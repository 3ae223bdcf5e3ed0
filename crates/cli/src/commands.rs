use crate::output::OutputFormat;
use clap::{Args, Subcommand};
use std::path::PathBuf;

/// Options shared by every command. Each one overrides the configuration
/// file and the environment.
#[derive(Debug, Clone, Default, Args)]
pub struct GlobalArgs {
    /// Configuration file [default: ~/.rowscope/config.toml]
    #[arg(long, global = true)]
    pub config: Option<PathBuf>,

    /// Extra KEY=VALUE file loaded on top of the process environment
    #[arg(long, global = true)]
    pub env_file: Option<PathBuf>,

    /// Connection URL, e.g. postgres://user@localhost/db or memory://demo
    #[arg(long, global = true)]
    pub url: Option<String>,

    /// Rows fetched per background run
    #[arg(long, global = true)]
    pub batch_limit: Option<usize>,

    /// One of trace, debug, info, warn, error, off
    #[arg(long, global = true)]
    pub log_level: Option<String>,

    /// Log file used while the browser owns the terminal
    #[arg(long, global = true)]
    pub log_file: Option<PathBuf>,

    /// Render without colors
    #[arg(long, global = true)]
    pub no_color: bool,

    /// Print the full error chain on failure
    #[arg(long, short, global = true)]
    pub verbose: bool,

    /// Use the built-in demo tables instead of a server
    #[arg(long, global = true)]
    pub demo: bool,
}

#[derive(Debug, Clone, Subcommand)]
pub enum Commands {
    /// Open the interactive SQL browser (default)
    Browse {
        /// Statement placed in the editor at startup
        #[arg(long)]
        query: Option<String>,
    },
    /// Run one statement and print its result
    Query {
        /// The statement to run
        sql: String,

        #[arg(long, value_enum, default_value_t = OutputFormat::Table)]
        format: OutputFormat,
    },
    /// Connect and run `SELECT 1`
    TestConn,
    /// Print version information
    Version,
}
use std::sync::{
    Arc,
    atomic::{AtomicU64, Ordering},
};

#[derive(Debug, Default)]
struct InnerMetrics {
    rows_fetched: AtomicU64,
    rows_delivered: AtomicU64,
    bytes_delivered: AtomicU64,
    fetch_runs: AtomicU64,
    drains: AtomicU64,
    fetch_errors: AtomicU64,
}

/// Counters of a streaming session, shared between its tasks.
#[derive(Debug, Clone)]
pub struct StreamMetrics {
    inner: Arc<InnerMetrics>,
}

#[derive(Debug, Clone, Copy, Default, PartialEq, Eq)]
pub struct StreamMetricsSnapshot {
    pub rows_fetched: u64,
    pub rows_delivered: u64,
    pub bytes_delivered: u64,
    pub fetch_runs: u64,
    pub drains: u64,
    pub fetch_errors: u64,
}

impl StreamMetrics {
    pub fn new() -> Self {
        StreamMetrics {
            inner: Arc::new(InnerMetrics::default()),
        }
    }

    pub fn increment_fetched(&self, count: u64) {
        self.inner.rows_fetched.fetch_add(count, Ordering::Relaxed);
    }

    pub fn increment_delivered(&self, rows: u64, bytes: u64) {
        self.inner.rows_delivered.fetch_add(rows, Ordering::Relaxed);
        self.inner.bytes_delivered.fetch_add(bytes, Ordering::Relaxed);
    }

    pub fn increment_runs(&self) -> u64 {
        self.inner.fetch_runs.fetch_add(1, Ordering::Relaxed) + 1
    }

    pub fn increment_drains(&self) {
        self.inner.drains.fetch_add(1, Ordering::Relaxed);
    }

    pub fn increment_fetch_errors(&self) {
        self.inner.fetch_errors.fetch_add(1, Ordering::Relaxed);
    }

    pub fn snapshot(&self) -> StreamMetricsSnapshot {
        StreamMetricsSnapshot {
            rows_fetched: self.inner.rows_fetched.load(Ordering::Relaxed),
            rows_delivered: self.inner.rows_delivered.load(Ordering::Relaxed),
            bytes_delivered: self.inner.bytes_delivered.load(Ordering::Relaxed),
            fetch_runs: self.inner.fetch_runs.load(Ordering::Relaxed),
            drains: self.inner.drains.load(Ordering::Relaxed),
            fetch_errors: self.inner.fetch_errors.load(Ordering::Relaxed),
        }
    }
}

impl Default for StreamMetrics {
    fn default() -> Self {
        Self::new()
    }
}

━━━━

§ **TASK REQUIREMENTS**: Looking at the entries above, count each line that includes the string "shared" and give only the total.

§ **RESPONSE TO THE EXERCISE**: 2